JAKARTA - Terkait kasus gratifikasi atas proyek-proyek di Provinsi Jambi, Komisi Pemberantasan Korupsi (KPK) berencana akan memanggil Bupati Muaro Jambi Masnah Busyroh. Pemanggilan Masnah untuk diperiksa dan untuk melengkapi berkas perkara terhadap tersangka Gubernur Jambi non-aktif Zumi Zola. Tak hanya itu, KPK juga akan memeriksa satu saksi lainnya yakni Martoni selaku pihak swasta.

"Penyidik memanggil saksi untuk tersangka ZZ(Zumi Zola)," ujar Juru Bicara KPK Febri Diansyah, Rabu (16/5/2018). Seperti diberitakan sebelumnya, dalam kasus tersebut, Zumi dan Arfan selaku Kadis PU diduga telah menerima uang sejumlah Rp6 miliar dari beberapa kontraktor terkait proyek di lingkungan Pemerintah Provinsi (Pemprov) Jambi.

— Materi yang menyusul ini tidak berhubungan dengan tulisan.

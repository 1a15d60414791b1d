// Copyright 2025-present Harīṣh Tummalachērla
// SPDX-License-Identifier: Apache-2.0

//! Shopper-facing analytics over a snapshot: price comparison and store
//! recommendation.
//!
//! Prices here are store-provided strings. An item whose price doesn't parse
//! is dropped by a price filter and sorted after every priced item; it never
//! aborts the whole request.

use crate::types::{CatalogItem, CompareRequest, DealType, RecommendRequest};
use std::cmp::Ordering;
use std::collections::HashMap;

/// Availability value meaning "can be bought now", compared case-insensitively.
pub const IN_STOCK: &str = "In-stock";

/// Score weights for [`recommend_stores`].
pub const NEED_MATCH_POINTS: f64 = 5.0;
pub const PREFERRED_STORE_POINTS: f64 = 3.0;
pub const LOYALTY_MATCH_POINTS: f64 = 2.0;
/// Each dollar of effective price costs this many points.
pub const PRICE_PENALTY_DIVISOR: f64 = 10.0;

fn is_in_stock(item: &CatalogItem) -> bool {
    item.availability
        .as_deref()
        .is_some_and(|a| a.eq_ignore_ascii_case(IN_STOCK))
}

fn matches_request(item: &CatalogItem, req: &CompareRequest) -> bool {
    if let Some(category) = &req.category {
        if !item.category.eq_ignore_ascii_case(category) {
            return false;
        }
    }
    if req.in_stock_only && !is_in_stock(item) {
        return false;
    }
    if !req.stores.is_empty() && !req.stores.iter().any(|s| *s == item.store_name) {
        return false;
    }
    if req.sale_only && !item.has_deal() {
        return false;
    }
    if let Some((min, max)) = req.price_range {
        match item.effective_price() {
            Some(price) if price >= min && price <= max => {}
            _ => return false,
        }
    }
    true
}

/// Cheapest first; unpriced last; id breaks ties.
fn compare_by_price(a: &CatalogItem, b: &CatalogItem) -> Ordering {
    let by_price = match (a.effective_price(), b.effective_price()) {
        (Some(x), Some(y)) => x.total_cmp(&y),
        (Some(_), None) => Ordering::Less,
        (None, Some(_)) => Ordering::Greater,
        (None, None) => Ordering::Equal,
    };
    by_price.then_with(|| a.id.cmp(&b.id))
}

/// Items passing every filter in `req`, cheapest effective price first.
pub fn compare_items<'a>(
    items: impl IntoIterator<Item = &'a CatalogItem>,
    req: &CompareRequest,
) -> Vec<CatalogItem> {
    let mut matched: Vec<&CatalogItem> = items
        .into_iter()
        .filter(|item| matches_request(item, req))
        .collect();
    matched.sort_by(|a, b| compare_by_price(a, b));
    matched.into_iter().cloned().collect()
}

/// One item's contribution to its store's recommendation score.
///
/// Needs are trimmed before matching; a blank need matches no name.
pub fn recommendation_points(item: &CatalogItem, req: &RecommendRequest) -> f64 {
    let name = item.name.to_lowercase();
    let mut points = 0.0;

    if req
        .product_needs
        .iter()
        .map(|need| need.trim().to_lowercase())
        .any(|need| !need.is_empty() && name.contains(&need))
    {
        points += NEED_MATCH_POINTS;
    }

    if req
        .preferred_store
        .as_deref()
        .is_some_and(|store| item.store_name.eq_ignore_ascii_case(store))
    {
        points += PREFERRED_STORE_POINTS;
    }

    if req.loyalty_member && item.deal_type == Some(DealType::Loyalty) {
        points += LOYALTY_MATCH_POINTS;
    }

    points - item.effective_price().unwrap_or(0.0) / PRICE_PENALTY_DIVISOR
}

/// Stores ranked by the summed points of their items, best first.
///
/// Equal totals order by store name.
pub fn recommend_stores<'a>(
    items: impl IntoIterator<Item = &'a CatalogItem>,
    req: &RecommendRequest,
) -> Vec<String> {
    let mut totals: HashMap<&str, f64> = HashMap::new();
    for item in items {
        *totals.entry(item.store_name.as_str()).or_default() += recommendation_points(item, req);
    }

    let mut ranked: Vec<(&str, f64)> = totals.into_iter().collect();
    ranked.sort_by(|a, b| b.1.total_cmp(&a.1).then_with(|| a.0.cmp(b.0)));
    ranked.into_iter().map(|(store, _)| store.to_string()).collect()
}
// Copyright 2025-present Harīṣh Tummalachērla
// SPDX-License-Identifier: Apache-2.0

//! Where the catalog comes from.
//!
//! The engine only ever asks a store for the full item list, on reload.
//! Everything else it needs is derived from that list.

use crate::error::{CatalogError, Result};
use crate::types::CatalogItem;
use parking_lot::RwLock;
use std::fs;
use std::path::{Path, PathBuf};

/// The persistent catalog, as the engine sees it.
pub trait CatalogStore: Send + Sync {
    /// Every item currently in the catalog.
    fn list_all_items(&self) -> Result<Vec<CatalogItem>>;

    /// Insert an item, or replace the one with the same id.
    ///
    /// The engine doesn't see the change until the next reload.
    fn save_item(&self, item: CatalogItem) -> Result<()>;
}

impl<S: CatalogStore + ?Sized> CatalogStore for std::sync::Arc<S> {
    fn list_all_items(&self) -> Result<Vec<CatalogItem>> {
        (**self).list_all_items()
    }

    fn save_item(&self, item: CatalogItem) -> Result<()> {
        (**self).save_item(item)
    }
}

fn upsert(items: &mut Vec<CatalogItem>, item: CatalogItem) {
    match items.iter_mut().find(|existing| existing.id == item.id) {
        Some(existing) => *existing = item,
        None => items.push(item),
    }
}

// =============================================================================
// IN-MEMORY
// =============================================================================

/// A catalog held in memory. For tests and for embedding.
#[derive(Debug, Default)]
pub struct MemoryStore {
    items: RwLock<Vec<CatalogItem>>,
}

impl MemoryStore {
    pub fn new(items: Vec<CatalogItem>) -> Self {
        Self {
            items: RwLock::new(items),
        }
    }

    /// Swap the whole catalog, as a bulk import would.
    pub fn replace_all(&self, items: Vec<CatalogItem>) {
        *self.items.write() = items;
    }

    pub fn len(&self) -> usize {
        self.items.read().len()
    }

    pub fn is_empty(&self) -> bool {
        self.items.read().is_empty()
    }
}

impl CatalogStore for MemoryStore {
    fn list_all_items(&self) -> Result<Vec<CatalogItem>> {
        Ok(self.items.read().clone())
    }

    fn save_item(&self, item: CatalogItem) -> Result<()> {
        upsert(&mut self.items.write(), item);
        Ok(())
    }
}

// =============================================================================
// JSON FILE
// =============================================================================

/// A catalog stored as a JSON array of items in one file.
///
/// The file is read fresh on every `list_all_items`, so edits on disk show
/// up at the next reload. A missing file is an error, not an empty catalog.
#[derive(Debug, Clone)]
pub struct JsonFileStore {
    path: PathBuf,
}

impl JsonFileStore {
    pub fn new(path: impl Into<PathBuf>) -> Self {
        Self { path: path.into() }
    }

    pub fn path(&self) -> &Path {
        &self.path
    }

    fn read(&self) -> Result<Vec<CatalogItem>> {
        let raw = fs::read_to_string(&self.path).map_err(|e| CatalogError::io(&self.path, e))?;
        Ok(serde_json::from_str(&raw)?)
    }

    fn write(&self, items: &[CatalogItem]) -> Result<()> {
        let json = serde_json::to_string_pretty(items)?;
        fs::write(&self.path, json).map_err(|e| CatalogError::io(&self.path, e))
    }
}

impl CatalogStore for JsonFileStore {
    fn list_all_items(&self) -> Result<Vec<CatalogItem>> {
        self.read()
    }

    fn save_item(&self, item: CatalogItem) -> Result<()> {
        let mut items = match self.read() {
            Ok(items) => items,
            Err(CatalogError::Io { source, .. }) if source.kind() == std::io::ErrorKind::NotFound => {
                Vec::new()
            }
            Err(err) => return Err(err),
        };
        upsert(&mut items, item);
        self.write(&items)
    }
}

Ada pun uang tersebut juga diduga diberikan sebagai uang ketok palu kepada sejumlah anggota DPRD Jambi terkait pengesahan RAPBD tahun anggaran 2018.

Atas perbuatannya, Zumi Zola disangkakan melanggar Pasal 12 (B) atau Pasal 11 Undang-Undang Nomor 31 Tahun 1999 sebagaimana telah diubah dalam Undang-Undang Nomor 20 Tahun 2001 tentang Pemberantasan Tindak Pidana Korupsi Jakarta juncto Pasal 55 ayat (1) ke-1 KUHP. Sebelumnya, KPK juga memanggil sejumlah karyawan swasta seperti Ade Erlanda, Nur Apriyanti, dan Anisa Pratiwi. Mereka ditanyai soal sejumlah uang yang diterima Zumi Zola dan Arfan.